Every semester, a portion of all full-time students’ tuition money goes toward student activities, which include on-campus programming.

That $19.20 per semester allows student organizations to put on various programs and events on campus – events that students can attend for free or for a reduced price.

But is that money really being used efficiently?

Various student organizations spend their allocated activity money not only to put on their events but also to advertise and otherwise promote them. Often these organizations are rewarded with poorly attended events.

The truth is, most students are bogged down with class and work obligations and sometimes can barely even fit in time for a good night’s sleep, let alone time for going to on-campus events. Kent State also has a reputation of being a “suitcase campus,” meaning fewer students are here to attend activities on the weekend.

With that in mind, we think those organizations need to take a look at how they spend student money and make changes.

Now, we’re not saying organizations need to stop all their spending or stop putting on events altogether. After all, it’s always nice to have a break from working or studying.

But we do think these groups should start using student money more efficiently.

A good place to begin would be cutting back on some of the most poorly attended activities. For example, Kent Student Center Programming held a euchre tournament that only four employees attended, even though the organization spent money to promote it. That’s the type of event that could be scaled back.

Meanwhile, the bigger events – concerts and large-scale comedy shows – tend to draw thousands of students. If organizations used some of the money saved from smaller, poorly attended activities to draw national acts to campus, it’s likely the crowds would grow. It only makes sense to put money toward events that draw in larger audiences.

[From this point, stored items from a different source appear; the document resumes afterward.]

//! Strongly-typed identifier value objects.
//!
//! Identifiers are opaque non-empty strings. Decision ids are generated as
//! UUID v4 strings; organisation, team, project and stakeholder ids come
//! from the surrounding system and are accepted as-is.

use serde::{Deserialize, Serialize};
use std::fmt;
use std::str::FromStr;
use uuid::Uuid;

use super::ValidationError;

macro_rules! string_id {
    ($(#[$meta:meta])* $name:ident, $field:literal) => {
        $(#[$meta])*
        #[derive(Debug, Clone, PartialEq, Eq, PartialOrd, Ord, Hash, Serialize, Deserialize)]
        #[serde(try_from = "String", into = "String")]
        pub struct $name(String);

        impl $name {
            /// Creates the identifier, returning error if empty.
            pub fn new(id: impl Into<String>) -> Result<Self, ValidationError> {
                let id = id.into();
                if id.trim().is_empty() {
                    return Err(ValidationError::empty_field($field));
                }
                Ok(Self(id))
            }

            /// Returns the inner string slice.
            pub fn as_str(&self) -> &str {
                &self.0
            }
        }

        impl fmt::Display for $name {
            fn fmt(&self, f: &mut fmt::Formatter<'_>) -> fmt::Result {
                write!(f, "{}", self.0)
            }
        }

        impl FromStr for $name {
            type Err = ValidationError;

            fn from_str(s: &str) -> Result<Self, Self::Err> {
                Self::new(s)
            }
        }

        impl TryFrom<String> for $name {
            type Error = ValidationError;

            fn try_from(value: String) -> Result<Self, Self::Error> {
                Self::new(value)
            }
        }

        impl From<$name> for String {
            fn from(id: $name) -> Self {
                id.0
            }
        }
    };
}

string_id!(
    /// Unique identifier for a decision.
    DecisionId,
    "decision_id"
);

string_id!(
    /// Tenancy anchor shared by every decision, relationship and team tree.
    OrganisationId,
    "organisation_id"
);

string_id!(
    /// Identifier of a person taking part in a decision.
    StakeholderId,
    "stakeholder_id"
);

string_id!(
    /// Identifier of a team within an organisation.
    TeamId,
    "team_id"
);

string_id!(
    /// Identifier of a project within an organisation.
    ProjectId,
    "project_id"
);

impl DecisionId {
    /// Creates a new random DecisionId.
    pub fn generate() -> Self {
        Self(Uuid::new_v4().to_string())
    }
}
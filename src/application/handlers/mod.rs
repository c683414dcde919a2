//! Application handlers.
//!
//! Command and query handlers that orchestrate domain operations. Each
//! command handler persists through the ports first and publishes its event
//! only after the write succeeded.

pub mod decision;
pub mod team;

#[cfg(test)]
pub(crate) mod test_support;
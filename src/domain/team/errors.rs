//! Team hierarchy errors.

use thiserror::Error;

use crate::domain::foundation::{DomainError, ErrorCode, TeamId};

/// A rejected structural change to a team hierarchy.
#[derive(Debug, Clone, PartialEq, Eq, Error)]
pub enum TeamHierarchyError {
    #[error("Team {0} not found")]
    TeamNotFound(TeamId),

    #[error("Parent team {0} not found")]
    ParentNotFound(TeamId),

    #[error("Team {0} already exists")]
    DuplicateTeam(TeamId),

    #[error("Team {0} still has child teams")]
    HasChildren(TeamId),

    #[error("Moving team {team_id} under {new_parent_id} would create a cycle")]
    WouldCreateCycle {
        team_id: TeamId,
        new_parent_id: TeamId,
    },

    #[error("Team {0} must have a name")]
    EmptyName(TeamId),

    #[error("Inconsistent team hierarchy: {0}")]
    Inconsistent(String),

    #[error("Team {0} changes parent; use move_team instead")]
    ReparentingRequiresMove(TeamId),
}

impl TeamHierarchyError {
    pub fn code(&self) -> ErrorCode {
        match self {
            TeamHierarchyError::EmptyName(_) => ErrorCode::ValidationFailed,
            _ => ErrorCode::HierarchyInvalid,
        }
    }
}

impl From<TeamHierarchyError> for DomainError {
    fn from(err: TeamHierarchyError) -> Self {
        DomainError::new(err.code(), err.to_string())
    }
}
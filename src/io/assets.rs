use std::{
    collections::HashMap,
    fs,
    path::PathBuf,
};

use crate::{Error, Result};

/// Where sample bytes come from.
///
/// Paths are relative and use `/` separators (`sounds/kung.mp3`).
pub trait AssetSource: Send + Sync {
    fn fetch(&self, path: &str) -> Result<Vec<u8>>;
}

/// Assets read from a directory on disk.
#[derive(Debug, Clone)]
pub struct DirAssetSource {
    root: PathBuf,
}

impl DirAssetSource {
    pub fn new(root: impl Into<PathBuf>) -> Self {
        Self { root: root.into() }
    }
}

impl AssetSource for DirAssetSource {
    fn fetch(&self, path: &str) -> Result<Vec<u8>> {
        let full = self.root.join(path);
        fs::read(&full).map_err(|source| Error::AssetUnavailable { path: full, source })
    }
}

/// Assets held in memory, keyed by path.
#[derive(Debug, Clone, Default)]
pub struct MemoryAssetSource {
    files: HashMap<String, Vec<u8>>,
}

impl MemoryAssetSource {
    pub fn new() -> Self {
        Self::default()
    }

    pub fn with_file(mut self, path: impl Into<String>, bytes: Vec<u8>) -> Self {
        self.insert(path, bytes);
        self
    }

    pub fn insert(&mut self, path: impl Into<String>, bytes: Vec<u8>) {
        self.files.insert(path.into(), bytes);
    }
}

impl AssetSource for MemoryAssetSource {
    fn fetch(&self, path: &str) -> Result<Vec<u8>> {
        self.files
            .get(path)
            .cloned()
            .ok_or_else(|| Error::AssetUnavailable {
                path: PathBuf::from(path),
                source: std::io::Error::new(std::io::ErrorKind::NotFound, "no such asset"),
            })
    }
}

#[cfg(test)]
mod tests {
    use super::*;

    #[test]
    fn dir_source_reads_relative_paths() {
        let dir = tempfile::tempdir().unwrap();
        fs::create_dir(dir.path().join("sounds")).unwrap();
        fs::write(dir.path().join("sounds/kung.mp3"), b"abc").unwrap();

        let source = DirAssetSource::new(dir.path());
        assert_eq!(source.fetch("sounds/kung.mp3").unwrap(), b"abc");
    }

    #[test]
    fn missing_file_is_asset_unavailable() {
        let dir = tempfile::tempdir().unwrap();
        let source = DirAssetSource::new(dir.path());

        let err = source.fetch("sounds/nope.mp3").unwrap_err();
        assert!(matches!(err, Error::AssetUnavailable { .. }));
    }

    #[test]
    fn memory_source_serves_inserted_files() {
        let source = MemoryAssetSource::new().with_file("a.wav", vec![1, 2, 3]);

        assert_eq!(source.fetch("a.wav").unwrap(), vec![1, 2, 3]);
        assert!(source.fetch("b.wav").is_err());
    }
}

Kent State student organizations should also look at how other universities attract students to events and try to implement those tactics here. Other universities may have some of the same event attendance problems as Kent State, but they may also have solutions for those problems. If Kent State organizations use some of those solutions, perhaps they’ll begin spending our money more wisely.

Again, we don’t want student organizations to stop putting on events entirely, as that would make campus a lot less fun. We’d just like to see our money go to better use.

The above editorial is the consensus opinion of the Daily Kent Stater editorial board.